Para Vicente D. Crespo, investigador português que participou neste trabalho, o objetivo era “ajudar a preencher um dos maiores vazios de conhecimento sobre a evolução dos anfíbios e répteis na Península Ibérica, sendo mais um passo na reconstrução dos ecossistemas do Miocénico Ibérico”.

Redação

Um estudo publicado recentemente na revista ‘Fossil Record’, que contou com a participação de um investigador português, revela a evolução dos anfíbios e répteis da Península Ibérica há 16 milhões de anos.

Vicente D. Crespo, investigador de paleontologia da Faculdade de Ciências e Tecnologia da Universidade Nova de Lisboa (NOVA FCT) e do Museu da Lourinhã, é o principal coautor, e Rafael Marquina Blasco, da Universidade de Valencia, é o primeiro autor.

O estudo apresenta o que a NOVA FCT diz ser “a análise mais abrangente realizada até ao momento sobre os répteis e anfíbios [grupo também conhecido como herpetofauna] da época geológica Miocénico Inferior na região de Ribesalbes-Alcora, em Espanha”.

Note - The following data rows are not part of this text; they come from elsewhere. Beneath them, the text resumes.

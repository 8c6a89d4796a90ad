//! Command-line entry point: a thin collaborator around `peg-core` and
//! `peg-codegen`, specified only for interface compatibility (argument
//! shapes, exit codes) rather than for any algorithmic fidelity of its own.

mod report;

use std::fs;
use std::path::PathBuf;

use anyhow::{bail, Context, Result};
use clap::Parser as _;

/// A PEG/Packrat parser generator: interpret an EBNF grammar directly, or
/// render it to a standalone Rust parser module.
#[derive(Debug, clap::Parser)]
#[command(name = "peg-cli", version, about)]
struct Cli {
    /// Path to the EBNF grammar source file.
    grammar_file: PathBuf,

    /// Grammar name; defaults to the grammar file's basename.
    #[arg(short = 'm', long = "name")]
    name: Option<String>,

    /// Output path. Required when `--binary` or `--draw` is given;
    /// otherwise generated source is printed to stdout when omitted.
    #[arg(short = 'o', long = "output")]
    output: Option<PathBuf>,

    /// Trace rule entry/exit while loading the grammar.
    #[arg(short = 't', long = "trace")]
    trace: bool,

    /// Emit a serialized grammar model (JSON) instead of Rust source.
    #[arg(short = 'b', long = "binary")]
    binary: bool,

    /// Emit a diagram. Diagram rendering is an external collaborator this
    /// workspace does not implement; the flag is accepted and reported,
    /// not silently ignored.
    #[arg(short = 'd', long = "draw")]
    draw: bool,
}

fn main() {
    let cli = Cli::parse();
    if let Err(err) = run(cli) {
        eprintln!("{err:#}");
        std::process::exit(1);
    }
}

fn run(cli: Cli) -> Result<()> {
    if cli.draw {
        bail!("diagram rendering is not implemented by this tool");
    }
    if cli.binary && cli.output.is_none() {
        bail!("-o/--output is required with -b/--binary");
    }

    let name = cli.name.clone().unwrap_or_else(|| {
        cli.grammar_file
            .file_stem()
            .map(|s| s.to_string_lossy().into_owned())
            .unwrap_or_else(|| "grammar".to_string())
    });

    let source = fs::read_to_string(&cli.grammar_file)
        .with_context(|| format!("reading {}", cli.grammar_file.display()))?;

    let grammar = peg_core::Parser::new(source)
        .trace(cli.trace)
        .filename(cli.grammar_file.to_string_lossy().into_owned())
        .parse_grammar()
        .map_err(|e| anyhow::anyhow!(report::render(&e)))?;

    let rendered = if cli.binary {
        let model = peg_codegen::GrammarModel::from(&grammar);
        serde_json::to_string_pretty(&model)?
    } else {
        peg_codegen::Module::from_grammar(name, &grammar).to_string()
    };

    match cli.output {
        Some(path) => {
            fs::write(&path, rendered).with_context(|| format!("writing {}", path.display()))?;
        }
        None => println!("{rendered}"),
    }
    Ok(())
}
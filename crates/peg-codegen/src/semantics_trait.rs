//! Renders the companion semantics-trait skeleton: one pass-through method
//! per rule, so a generated parser's consumer can override exactly the
//! rules it cares about, the same contract [`peg_core::Semantics`] exposes
//! at the engine level but named per-rule the way grako's reflective
//! dispatch reads in source.

use std::fmt;

#[derive(Debug, Clone)]
pub struct SemanticsTrait {
    trait_name: String,
    rule_fns: Vec<String>,
}

impl SemanticsTrait {
    pub fn new<'a>(grammar_name: &str, rule_fns: impl Iterator<Item = &'a str>) -> Self {
        Self {
            trait_name: format!("{}Semantics", pascal_case(grammar_name)),
            rule_fns: rule_fns.map(str::to_string).collect(),
        }
    }
}

impl fmt::Display for SemanticsTrait {
    fn fmt(&self, f: &mut fmt::Formatter<'_>) -> fmt::Result {
        writeln!(f, "/// One pass-through hook per rule; override only the ones")?;
        writeln!(f, "/// that need to transform or reject their rule's result.")?;
        writeln!(f, "pub trait {} {{", self.trait_name)?;
        for rule_fn in &self.rule_fns {
            writeln!(
                f,
                "    fn {rule_fn}(&mut self, node: peg_core::Node) -> Result<peg_core::Node, String> {{ Ok(node) }}"
            )?;
        }
        write!(f, "}}")
    }
}

fn pascal_case(name: &str) -> String {
    name.split(|c: char| !c.is_alphanumeric())
        .filter(|s| !s.is_empty())
        .map(|word| {
            let mut chars = word.chars();
            match chars.next() {
                Some(first) => first.to_uppercase().collect::<String>() + chars.as_str(),
                None => String::new(),
            }
        })
        .collect()
}

#[cfg(test)]
mod tests {
    use super::*;

    #[test]
    fn names_trait_after_grammar_in_pascal_case() {
        let t = SemanticsTrait::new("json_grammar", vec!["value", "object"].into_iter());
        let text = t.to_string();
        assert!(text.contains("pub trait JsonGrammarSemantics"));
        assert!(text.contains("fn value(&mut self"));
        assert!(text.contains("fn object(&mut self"));
    }
}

Para Vicente D. Crespo, este trabalho pretende “ajudar a preencher um dos maiores vazios de conhecimento sobre a evolução dos anfíbios e répteis na Península Ibérica, sendo mais um passo na reconstrução dos ecossistemas do Miocénico Ibérico, integrando agora estas espécies com os numerosos estudos anteriormente desenvolvidos sobre mamíferos fósseis da Bacia de Ribesalbes-Alcora”.

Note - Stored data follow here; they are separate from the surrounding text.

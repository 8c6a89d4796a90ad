//! The self-interpreting grammar-expression model (§4.5): a `Grammar` is a
//! named collection of rules, each rule body an [`Expr`] tree that knows how
//! to parse itself against a [`ParseContext`]. This is the same machinery
//! [`crate::bootstrap`] drives by hand for its own rule set, but exposed as
//! data so a grammar can be built at runtime (by the bootstrap EBNF parser,
//! or by hand) and then used to parse arbitrary input.

use std::cell::RefCell;
use std::collections::{HashMap, HashSet};
use std::fmt;

use indexmap::IndexMap;

use crate::ast::Node;
use crate::context::{ParseContext, RuleId};
use crate::error::{Error, ErrorKind, PegResult};
use crate::harc::Harc;

/// Builds an `UnknownRule` failure with no buffer position: validation walks
/// the grammar's own rule bodies before any input exists to point at.
fn unresolved_rule_error(name: String) -> Error {
    Error::new(
        ErrorKind::UnknownRule(name),
        0,
        crate::buffer::LineInfo {
            line: 0,
            column: 0,
            line_start: 0,
            text: std::sync::Arc::from(""),
        },
        None,
    )
}

/// A grammar-expression node. Shared subtrees are wrapped in [`Harc`] so
/// that a `RuleRef` appearing in more than one alternative can be cloned
/// cheaply and its `first()` set memoized by pointer identity rather than
/// recomputed from scratch at every occurrence.
#[derive(Debug, Clone, PartialEq)]
pub enum Expr {
    /// `'literal'` / `"literal"`
    Token(String),
    /// `?/regex/?`
    Pattern(String),
    /// juxtaposition
    Sequence(Vec<Harc<Expr>>),
    /// `a | b | c`
    Choice(Vec<Harc<Expr>>),
    /// `[e]`
    Optional(Harc<Expr>),
    /// `{e}` / `{e}*`
    Closure(Harc<Expr>),
    /// `{e}+`
    PositiveClosure(Harc<Expr>),
    /// `&e`
    Lookahead(Harc<Expr>),
    /// `!e`
    LookaheadNot(Harc<Expr>),
    /// `(e)`, isolates the child's CST contribution as one unit
    Group(Harc<Expr>),
    /// `name:e` / `name+:e`
    Named {
        name: String,
        expr: Harc<Expr>,
        force_list: bool,
    },
    /// `@e`
    Override(Harc<Expr>),
    /// a bare rule name
    RuleRef(String),
    /// `>>`
    Cut,
    /// `()`
    Void,
    /// `$`
    Eof,
    /// `?( ... )?`, opaque to parsing: always succeeds, consumes nothing,
    /// contributes no value.
    Special(String),
}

A investigação tem por base a análise de 4.690 restos fósseis recolhidos em 42 jazidas, que permitiram reconstruir os ecossistemas que existiam há cerca de 16 milhões de anos, fornecendo novas pistas sobre a origem das atuais comunidades europeias de répteis e anfíbios.

Foram identificados 21 táxones de anfíbios e répteis, incluindo salamandras, sapos, crocodilos, tartarugas, lagartos e serpentes. Os resultados mostram que muitas das linhagens que atualmente fazem parte da fauna europeia já estavam estabelecidas durante o Miocénico Inferior, “um período crucial para a formação dos ecossistemas modernos”, explica a instituição.

Considerado um dos resultados mais relevantes desta investigação é a possível identificação do género Pyrenasaurus, anteriormente conhecido apenas em depósitos do Eocénico. Caso esta identificação seja confirmada, explicam os investigadores, o registo prolongará significativamente a história evolutiva deste grupo, sugerindo uma maior estabilidade ecológica em determinadas regiões da Península Ibérica do que se pensava anteriormente.

Os autores do trabalho utilizaram métodos paleoecológicos baseados na ecologia dos anfíbios e répteis para estimar as condições climáticas da época. As análises indicam que a região onde hoje se situa o leste de Espanha era, em muitos períodos, muito mais húmida do que é hoje, com níveis de precipitação geralmente superiores aos atuais, alternando entre fases mais húmidas e períodos relativamente mais secos. Essa constatação está em linha com estudos anteriores realizados sobre os mamíferos fósseis da mesma bacia.